Work order
Those lines of the material below that fall between its first line and the line with "every edit while", both included, are to be repeated exactly.

Data to process START

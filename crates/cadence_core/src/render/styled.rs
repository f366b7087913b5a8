//! Cursor-preserving styled renderer.
//!
//! # Responsibility
//! - Turn `(text, attributes)` into one styled run per character.
//! - Rebuild the editable surface from that model on every edit while
//!   carrying the caret across as a logical character offset.
//!
//! # Invariants
//! - Rendering never fails: an unresolved caret lands at end of text.
//! - Rendering twice with an unchanged model and caret yields the same caret.
//! - Empty text produces no runs at all.

use crate::model::attributes::AttributeStore;
use crate::model::mode::PresentationMode;
use crate::render::surface::{EditableSurface, RunNode, NBSP};
use log::trace;

/// Phase advance per character for the wave mode, in radians.
const WAVE_PHASE_STEP: f64 = 0.6;

/// Visual styling of one run.
#[derive(Debug, Clone, Copy, PartialEq)]
pub enum RunStyle {
    /// Native text inserted by the editor before the next rebuild.
    Plain,
    Stretch { percent: f64 },
    Opacity { alpha: f64 },
    /// Vertical displacement sampled from a sine wave at this run's index.
    Wave { amplitude: f64, phase: f64 },
    LetterSpacing { px: f64 },
}

impl RunStyle {
    pub fn for_attribute(mode: PresentationMode, value: f64, index: usize) -> Self {
        match mode {
            PresentationMode::Width => Self::Stretch { percent: value },
            PresentationMode::Opacity => Self::Opacity { alpha: value },
            PresentationMode::Wave => Self::Wave {
                amplitude: value,
                phase: index as f64 * WAVE_PHASE_STEP,
            },
            PresentationMode::LetterSpacing => Self::LetterSpacing { px: value },
        }
    }

    /// Inline CSS declaration for this style.
    pub fn css(&self) -> String {
        match self {
            Self::Plain => String::new(),
            Self::Stretch { percent } => format!("font-stretch: {percent:.1}%"),
            Self::Opacity { alpha } => format!("opacity: {alpha:.3}"),
            Self::Wave { amplitude, phase } => {
                format!("transform: translateY({:.2}px)", amplitude * phase.sin())
            }
            Self::LetterSpacing { px } => format!("letter-spacing: {px:.2}px"),
        }
    }
}

/// Builds read-only runs for `text`, one per character.
pub fn styled_runs(text: &str, attributes: &AttributeStore) -> Vec<RunNode> {
    text.chars()
        .enumerate()
        .map(|(index, ch)| {
            let content = if ch == ' ' {
                NBSP.to_string()
            } else {
                ch.to_string()
            };
            RunNode::new(
                content,
                RunStyle::for_attribute(attributes.mode(), attributes.value_at(index), index),
            )
        })
        .collect()
}

/// Rebuilds the editable surface from the authoritative model.
#[derive(Debug, Clone, Copy, Default)]
pub struct StyledRenderer;

impl StyledRenderer {
    pub fn new() -> Self {
        Self
    }

    /// Full protocol: read the caret offset from the surface, rebuild, restore.
    ///
    /// Returns the restored logical caret offset.
    pub fn render(
        &self,
        surface: &mut EditableSurface,
        text: &str,
        attributes: &AttributeStore,
    ) -> usize {
        let text_len = text.chars().count();
        let caret = surface.caret_offset().unwrap_or(text_len);
        self.render_at(surface, text, attributes, caret)
    }

    /// Rebuilds with a caret offset already resolved by the caller.
    pub fn render_at(
        &self,
        surface: &mut EditableSurface,
        text: &str,
        attributes: &AttributeStore,
        caret: usize,
    ) -> usize {
        if text.is_empty() {
            surface.clear();
            return 0;
        }

        let runs = styled_runs(text, attributes);
        let run_count = runs.len();
        surface.replace_runs(runs);

        let anchor = surface.anchor_at(caret);
        surface.set_caret(Some(anchor));
        let restored = surface.caret_offset().unwrap_or(run_count);
        trace!(
            "event=surface_render module=render status=ok runs={} caret={} restored={}",
            run_count,
            caret,
            restored
        );
        restored
    }
}

#[cfg(test)]
mod tests {
    use super::{styled_runs, RunStyle, StyledRenderer};
    use crate::model::attributes::AttributeStore;
    use crate::model::mode::PresentationMode;
    use crate::render::surface::{EditableSurface, NBSP};

    fn store(mode: PresentationMode, values: &[f64]) -> AttributeStore {
        AttributeStore::from_values(mode, 0.0, values.to_vec())
    }

    #[test]
    fn spaces_become_non_collapsing() {
        let runs = styled_runs("a b", &store(PresentationMode::Width, &[25.0, 25.0, 25.0]));
        assert_eq!(runs.len(), 3);
        assert_eq!(runs[1].content, NBSP.to_string());
    }

    #[test]
    fn styles_follow_attribute_values() {
        let runs = styled_runs("ab", &store(PresentationMode::Opacity, &[1.0, 0.25]));
        assert_eq!(runs[0].style, RunStyle::Opacity { alpha: 1.0 });
        assert_eq!(runs[1].style, RunStyle::Opacity { alpha: 0.25 });
        assert_eq!(runs[1].style.css(), "opacity: 0.250");
    }

    #[test]
    fn css_declarations_per_mode() {
        assert_eq!(RunStyle::Stretch { percent: 25.0 }.css(), "font-stretch: 25.0%");
        assert_eq!(RunStyle::LetterSpacing { px: 1.5 }.css(), "letter-spacing: 1.50px");
        assert_eq!(
            RunStyle::Wave {
                amplitude: 8.0,
                phase: 0.0
            }
            .css(),
            "transform: translateY(0.00px)"
        );
        assert_eq!(RunStyle::Plain.css(), "");
    }

    #[test]
    fn unresolved_caret_lands_at_end() {
        let mut surface = EditableSurface::new();
        let attrs = store(PresentationMode::Width, &[25.0, 25.0]);
        let caret = StyledRenderer::new().render(&mut surface, "hi", &attrs);
        assert_eq!(caret, 2);
        assert_eq!(surface.caret_offset(), Some(2));
    }

    #[test]
    fn empty_text_clears_surface() {
        let mut surface = EditableSurface::new();
        let attrs = store(PresentationMode::Width, &[25.0]);
        StyledRenderer::new().render(&mut surface, "x", &attrs);
        let empty = AttributeStore::new(PresentationMode::Width, 25.0);
        let caret = StyledRenderer::new().render(&mut surface, "", &empty);
        assert_eq!(caret, 0);
        assert!(surface.runs().is_empty());
    }
}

Data to process END

Result
filename crates/cadence_core/src/render/styled.rs
repository f366b7087913b5a8
//! Cursor-preserving styled renderer.
//!
//! # Responsibility
//! - Turn `(text, attributes)` into one styled run per character.
//! - Rebuild the editable surface from that model on every edit while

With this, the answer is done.